Contact Us Today!

Phone:  678-935-6001

Toll Free:  833-myHRnow

Fax:  678-935-1323

icon-gplus.png icon-linkedin.png icon-twitter.png icon-facebook.png icon-youtube.png

Handbooks: Have You Updated Yours?

If you're an employer, you have likely given a new employee a handbook, requested them to read it, had them sign it, and then filed the signed document away. However, when is the last time you read the handbook yourself? If you can't remember, then it probably means it's time to update it. Why should you update your handbook if you abide by the same policies? While you may have a set of standards and rules set in your mind, the government is constantly changing the rules and regulations for employees and employers alike.

Here are some things you will want to add to your handbook!

Employer Flexibility 

The labor board recently granted employers more flexibility in the workplace and issued a new test for balancing employee rights against management rights. This includes the need for confidentiality for workplace investigations. This means that employers are allowed to keep such matters private during the investigation process to maintain the integrity of the overall investigation. Employees are protected in that they can use this law as a reason not to discuss any investigation-related interviews with their co-workers. Additionally, employees are not allowed to threaten violence or use obscene language if it creates an unfavorable environment. We highly recommend you create policies that reflect this.

Anti-Harassment 

Equal employment and sexual harassment laws both fall under the category of anti-harassment. Depending on the state, some employers are required to add various information to their policies including:

  • Examples of conduct that are considered harassment
  • Definitions of harassment depending on the state law
  • Contact information for agencies that investigate and enforce anti-harassment laws

It's important that these laws are clarified in the handbook so that employees are clear as to what is defined as harassment.


Marijuana Use 

Throughout the years, recreational marijuana use has been a hot topic and that hasn't changed quite yet. With several states legalizing recreational use, the rules can become blurry for legalized states. While it's still prohibited to be under the influence at the workplace, there are certain restrictions to disciplinary actions now. Nevada and New York City have even prohibited pre-employment marijuana tests. However, these laws have exceptions for federal employees and occupations that require a higher level of safety.

Family Focus 

Under the Federal Fair Labor Standards Act, working mothers are now able to take unlimited, unpaid breaks to express milk for the first year after the child's birth. This primarily applies to larger companies of 50 or more employees. However, depending on your location, this regulation may be applied to smaller companies as well. There have also been many states and cities that now have paid leave laws which covers sick leave, family leave, and domestic violence leave.

Hairstyle Discrimination 

Once again, depending on your location, you may need to be aware of laws prohibiting hairstyle discrimination. It's important to be aware of language within handbooks regarding hairstyles so as not to get in a bind with an employee based on your outdated handbook.

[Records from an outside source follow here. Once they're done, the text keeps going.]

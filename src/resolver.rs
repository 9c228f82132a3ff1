// ABOUTME: Static scope-distance resolver run between parsing and evaluation

use crate::ast::{Expr, ExprKind, FunctionDecl, NodeId, Program, Stmt, StmtKind};
use crate::error::{ErrorList, LoxError};
use std::collections::HashMap;

#[derive(Debug, Clone, Copy, PartialEq)]
enum FunctionType {
    None,
    Function,
    Method,
    Initializer,
}

#[derive(Debug, Clone, Copy, PartialEq)]
enum ClassType {
    None,
    Class,
}

/// Walks the AST once, building a map from expression id to lexical-scope
/// distance and collecting static errors (bad `this`, bad `return`, reading
/// a variable from its own initializer).
pub struct Resolver {
    scopes: Vec<HashMap<String, bool>>,
    distances: HashMap<NodeId, usize>,
    errors: ErrorList,
    current_function: FunctionType,
    current_class: ClassType,
}

impl Resolver {
    pub fn new() -> Self {
        Resolver {
            scopes: Vec::new(),
            distances: HashMap::new(),
            errors: ErrorList::new(),
            current_function: FunctionType::None,
            current_class: ClassType::None,
        }
    }

    pub fn resolve(mut self, program: &Program) -> (HashMap<NodeId, usize>, ErrorList) {
        self.resolve_stmts(program);
        (self.distances, self.errors)
    }

    fn begin_scope(&mut self) {
        self.scopes.push(HashMap::new());
    }

    fn end_scope(&mut self) {
        self.scopes.pop();
    }

    fn declare(&mut self, name_token: &crate::token::Token) {
        if let Some(scope) = self.scopes.last_mut() {
            scope.insert(name_token.lexeme.clone(), false);
        }
    }

    fn define(&mut self, name_token: &crate::token::Token) {
        if let Some(scope) = self.scopes.last_mut() {
            scope.insert(name_token.lexeme.clone(), true);
        }
    }

    fn resolve_local(&mut self, id: NodeId, name: &str) {
        let depth = self.scopes.len();
        for (i, scope) in self.scopes.iter().enumerate().rev() {
            if scope.contains_key(name) {
                self.distances.insert(id, depth - 1 - i);
                return;
            }
        }
        // Not found in any local scope: leave unrecorded, meaning global.
    }

    fn resolve_stmts(&mut self, stmts: &[Stmt]) {
        for stmt in stmts {
            self.resolve_stmt(stmt);
        }
    }

    fn resolve_stmt(&mut self, stmt: &Stmt) {
        match &stmt.kind {
            StmtKind::Print(expr) => self.resolve_expr(expr),
            StmtKind::Expr(expr) => self.resolve_expr(expr),
            StmtKind::Return { keyword, value } => {
                if self.current_function == FunctionType::Initializer && value.is_some() {
                    self.errors.push(LoxError::static_err(
                        keyword,
                        "Can't return a value from a constructor.",
                    ));
                }
                if let Some(value) = value {
                    self.resolve_expr(value);
                }
            }
            StmtKind::If {
                condition,
                then_branch,
                else_branch,
            } => {
                self.resolve_expr(condition);
                self.resolve_stmt(then_branch);
                if let Some(else_branch) = else_branch {
                    self.resolve_stmt(else_branch);
                }
            }
            StmtKind::While { condition, body } => {
                self.resolve_expr(condition);
                self.resolve_stmt(body);
            }
            StmtKind::Block(stmts) => {
                self.begin_scope();
                self.resolve_stmts(stmts);
                self.end_scope();
            }
            StmtKind::Var { name, initializer } => {
                self.declare(name);
                if let Some(initializer) = initializer {
                    self.resolve_expr(initializer);
                }
                self.define(name);
            }
            StmtKind::Function(decl) => {
                self.declare(&decl.name);
                self.define(&decl.name);
                self.resolve_function(decl, FunctionType::Function);
            }
            StmtKind::Class {
                name,
                constructor,
                methods,
                static_methods,
            } => {
                let enclosing_class = self.current_class;
                self.current_class = ClassType::Class;
                self.declare(name);
                self.define(name);

                self.begin_scope();
                if let Some(scope) = self.scopes.last_mut() {
                    scope.insert("this".to_string(), true);
                }
                if let Some(constructor) = constructor {
                    self.resolve_function(constructor, FunctionType::Initializer);
                }
                for method in methods {
                    self.resolve_function(method, FunctionType::Method);
                }
                self.end_scope();

                // Static methods have no `this` binding available.
                for method in static_methods {
                    self.resolve_function(method, FunctionType::Function);
                }

                self.current_class = enclosing_class;
            }
        }
    }

    fn resolve_function(&mut self, decl: &FunctionDecl, fn_type: FunctionType) {
        let enclosing_function = self.current_function;
        self.current_function = fn_type;

        self.begin_scope();
        for param in &decl.params {
            self.declare(param);
            self.define(param);
        }
        self.resolve_stmts(&decl.body);
        self.end_scope();

        self.current_function = enclosing_function;
    }

    fn resolve_expr(&mut self, expr: &Expr) {
        match &expr.kind {
            ExprKind::Literal(_) => {}
            ExprKind::Grouping(inner) => self.resolve_expr(inner),
            ExprKind::Unary { right, .. } => self.resolve_expr(right),
            ExprKind::Binary { left, right, .. } => {
                self.resolve_expr(left);
                self.resolve_expr(right);
            }
            ExprKind::Logical { left, right, .. } => {
                self.resolve_expr(left);
                self.resolve_expr(right);
            }
            ExprKind::Var { name } => {
                if let Some(scope) = self.scopes.last() {
                    if scope.get(&name.lexeme) == Some(&false) {
                        self.errors.push(LoxError::static_err(
                            name,
                            "Can't read local variable in its own initializer.",
                        ));
                    }
                }
                self.resolve_local(expr.id, &name.lexeme);
            }
            ExprKind::Assign { name, value } => {
                self.resolve_expr(value);
                self.resolve_local(expr.id, &name.lexeme);
            }
            ExprKind::Call { callee, arguments, .. } => {
                self.resolve_expr(callee);
                for arg in arguments {
                    self.resolve_expr(arg);
                }
            }
            ExprKind::GetProperty { object, .. } => self.resolve_expr(object),
            ExprKind::SetProperty { object, value, .. } => {
                self.resolve_expr(object);
                self.resolve_expr(value);
            }
            ExprKind::This { keyword } => {
                if self.current_class == ClassType::None {
                    self.errors
                        .push(LoxError::static_err(keyword, "Can't use 'this' outside of a class."));
                } else {
                    self.resolve_local(expr.id, "this");
                }
            }
        }
    }
}

#[cfg(test)]
mod tests {
    use super::*;
    use crate::parser::Parser;
    use crate::scanner::Scanner;

    fn resolve_source(source: &str) -> (HashMap<NodeId, usize>, ErrorList) {
        let (tokens, scan_errors) = Scanner::new(source).scan_tokens();
        assert!(scan_errors.is_empty());
        let (program, parse_errors) = Parser::new(tokens).parse();
        assert!(parse_errors.is_empty(), "parse errors: {:?}", parse_errors);
        Resolver::new().resolve(&program)
    }

    #[test]
    fn reading_own_initializer_is_a_static_error() {
        let (_, errors) = resolve_source("{ var a = a; }");
        assert_eq!(errors.len(), 1);
        assert!(errors.iter().next().unwrap().to_string().contains("initializer"));
    }

    #[test]
    fn this_outside_class_is_a_static_error() {
        let (_, errors) = resolve_source("print this;");
        assert_eq!(errors.len(), 1);
        assert!(errors.iter().next().unwrap().to_string().contains("this"));
    }

    #[test]
    fn return_value_inside_constructor_is_a_static_error() {
        let (_, errors) = resolve_source("class C { init() { return 1; } }");
        assert_eq!(errors.len(), 1);
        assert!(errors.iter().next().unwrap().to_string().contains("return"));
    }

    #[test]
    fn local_variable_gets_zero_distance() {
        let (distances, errors) = resolve_source("{ var a = 1; print a; }");
        assert!(errors.is_empty());
        assert_eq!(distances.values().next().copied(), Some(0));
    }

    #[test]
    fn global_variable_is_unresolved() {
        let (distances, errors) = resolve_source("var a = 1; print a;");
        assert!(errors.is_empty());
        assert!(distances.is_empty());
    }

    #[test]
    fn closure_distance_counts_scope_depth() {
        let (distances, errors) =
            resolve_source("fun outer() { var a = 1; fun inner() { print a; } inner(); }");
        assert!(errors.is_empty());
        assert!(distances.values().any(|&d| d == 1));
    }
}
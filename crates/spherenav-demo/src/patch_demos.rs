//! Demonstrations of the converter, the projector, and a full patch pass.

use glam::Vec3;
use rand::{Rng, SeedableRng};
use rand_xoshiro::Xoshiro256StarStar;
use spherenav_config::Config;
use spherenav_coords::{
    CoordinateSpace, PlanarPoint, ProjectionError, SphericalCoord, cartesian_to_spherical,
    planar_to_sphere, sphere_to_planar, spherical_to_cartesian,
};
use tracing::{info, warn};

/// Result of pushing one patch through the flat-space round trip.
#[derive(Debug, Clone, PartialEq)]
pub(crate) struct PatchReport {
    pub sample_count: usize,
    /// Lower corner of the flat heightfield bounds.
    pub flat_min: Vec3,
    /// Upper corner of the flat heightfield bounds.
    pub flat_max: Vec3,
    /// Largest world-space distance between a sample and its round trip.
    pub max_roundtrip_error: f32,
}

/// Converts a spherical triple to Cartesian space and back.
pub(crate) fn demonstrate_conversion() {
    info!("Starting spherical/Cartesian conversion demonstration");

    let (radius, polar, azimuth) = (10.0, 0.5, 1.0);
    let cartesian = spherical_to_cartesian(radius, polar, azimuth);
    info!("Spherical (r={radius}, polar={polar}, azimuth={azimuth}) -> Cartesian {cartesian:?}");

    let back = cartesian_to_spherical(cartesian);
    info!(
        "Cartesian back to spherical: r={}, polar={}, azimuth={}",
        back.radius, back.polar, back.azimuth
    );
}

/// Projects a sample into a tangent plane and back.
pub(crate) fn demonstrate_projection() {
    info!("Starting tangent-plane projection demonstration");

    let sphere_point = Vec3::new(5.0, 3.0, 2.0);
    let reference_point = Vec3::new(1.0, 2.0, 3.0);

    let planar = match sphere_to_planar(sphere_point, reference_point) {
        Ok(planar) => planar,
        Err(e) => {
            warn!("Projection failed: {e}");
            return;
        }
    };
    info!(
        "Sample {sphere_point:?} relative to {reference_point:?} -> planar ({}, {})",
        planar.u, planar.v
    );

    match planar_to_sphere(planar, reference_point) {
        Ok(back) => info!(
            "Planar back to sphere: {back:?} (|back| = {}, |reference| = {})",
            back.length(),
            reference_point.length()
        ),
        Err(e) => warn!("Inverse projection failed: {e}"),
    }
}

/// Shows the two failure signals a patch partitioner has to react to.
pub(crate) fn demonstrate_projection_failures() {
    let reference = Vec3::new(0.0, 0.0, 10.0);
    if let Err(e) = sphere_to_planar(Vec3::new(0.0, 0.0, -10.0), reference) {
        info!("Far-hemisphere sample rejected: {e}");
    }
    if let Err(e) = planar_to_sphere(PlanarPoint::ZERO, Vec3::ZERO) {
        info!("Origin reference rejected: {e}");
    }
}

/// Samples a random terrain patch, flattens it, and places it back.
///
/// The flat bounds are what a heightfield stage would be sized from; the
/// round trip stands in for placing the flat pipeline's output vertices.
pub(crate) fn run_patch_pass(config: &Config) -> Result<PatchReport, ProjectionError> {
    info!("Starting patch pass");

    let radius = config.world.radius as f32;
    let reference = SphericalCoord::new(radius, 1.0, 0.5).to_cartesian(config.world.pole_axis);
    let space = config.tangent_space(reference)?;

    let frame = space.frame();
    let n = frame.normal();
    let (e_u, e_v) = frame.basis();
    let max_angle = config.patch.max_angle_rad();

    let mut rng = Xoshiro256StarStar::seed_from_u64(42);
    let edge = config.patch.samples_per_edge as usize;
    let samples: Vec<Vec3> = (0..edge * edge)
        .map(|_| {
            // Stay inside the patch limit; sqrt keeps the density uniform over the cap.
            let angle = max_angle * 0.95 * rng.gen_range(0.0_f32..1.0).sqrt();
            let heading = rng.gen_range(0.0..std::f32::consts::TAU);
            let altitude = rng.gen_range(-5.0_f32..20.0);
            let dir = n * angle.cos() + (e_u * heading.cos() + e_v * heading.sin()) * angle.sin();
            dir * (radius + altitude)
        })
        .collect();

    let mut flat = Vec::new();
    space.to_flat_batch(&samples, &mut flat)?;

    let (flat_min, flat_max) = flat.iter().fold(
        (Vec3::splat(f32::INFINITY), Vec3::splat(f32::NEG_INFINITY)),
        |(lo, hi), &p| (lo.min(p), hi.max(p)),
    );
    info!("Flat heightfield bounds: {flat_min:?}..{flat_max:?}");

    let mut placed = Vec::new();
    space.to_world_batch(&flat, &mut placed)?;
    let max_roundtrip_error = placed
        .iter()
        .zip(&samples)
        .map(|(a, b)| (*a - *b).length())
        .fold(0.0_f32, f32::max);

    let mut corners = [
        Vec3::new(flat_min.x, 0.0, flat_min.z),
        Vec3::new(flat_max.x, 0.0, flat_min.z),
        Vec3::new(flat_max.x, 0.0, flat_max.z),
        Vec3::new(flat_min.x, 0.0, flat_max.z),
    ];
    space.to_world_in_place(&mut corners)?;
    info!("Patch corners on the sphere: {corners:?}");

    Ok(PatchReport {
        sample_count: samples.len(),
        flat_min,
        flat_max,
        max_roundtrip_error,
    })
}
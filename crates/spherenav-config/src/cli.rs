//! Command-line argument parsing.

use std::path::PathBuf;

use clap::Parser;
use spherenav_coords::PoleAxis;

use crate::Config;

/// spherenav command-line arguments.
///
/// CLI values override settings loaded from `config.ron`.
#[derive(Parser, Debug)]
#[command(name = "spherenav", about = "Spherical-world navmesh coordinate tools")]
pub struct CliArgs {
    /// Pole axis (x, y or z).
    #[arg(long)]
    pub pole_axis: Option<PoleAxis>,

    /// Sphere surface radius.
    #[arg(long)]
    pub radius: Option<f64>,

    /// Smallest radius the pipeline processes.
    #[arg(long)]
    pub min_radius: Option<f64>,

    /// Largest radius the pipeline processes.
    #[arg(long)]
    pub max_radius: Option<f64>,

    /// Patch half-angle in degrees.
    #[arg(long)]
    pub max_patch_angle: Option<f64>,

    /// Patch sample grid resolution per edge.
    #[arg(long)]
    pub samples_per_edge: Option<u32>,

    /// Log level (error, warn, info, debug, trace).
    #[arg(long)]
    pub log_level: Option<String>,

    /// Path to config directory (overrides default location).
    #[arg(long)]
    pub config: Option<PathBuf>,
}

impl Config {
    /// Apply CLI overrides to a loaded config.
    pub fn apply_cli_overrides(&mut self, args: &CliArgs) {
        if let Some(axis) = args.pole_axis {
            self.world.pole_axis = axis;
        }
        if let Some(r) = args.radius {
            self.world.radius = r;
        }
        if let Some(r) = args.min_radius {
            self.world.min_radius = r;
        }
        if let Some(r) = args.max_radius {
            self.world.max_radius = r;
        }
        if let Some(angle) = args.max_patch_angle {
            self.patch.max_angle_deg = angle;
        }
        if let Some(n) = args.samples_per_edge {
            self.patch.samples_per_edge = n;
        }
        if let Some(ref level) = args.log_level {
            self.debug.log_level = level.clone();
        }
    }
}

As you can see, it's important to be aware of the laws in your area and consequently update your handbook according to those laws. This protects both you and your employees and should be done annually. It doesn't stop there though. Not only do you need to update your handbook, but you also need to have your employees sign the handbook again when significant changes are made.


No one wants to find themselves in a legal bind. If you want to avoid putting yourself in this position, keep your handbook updated.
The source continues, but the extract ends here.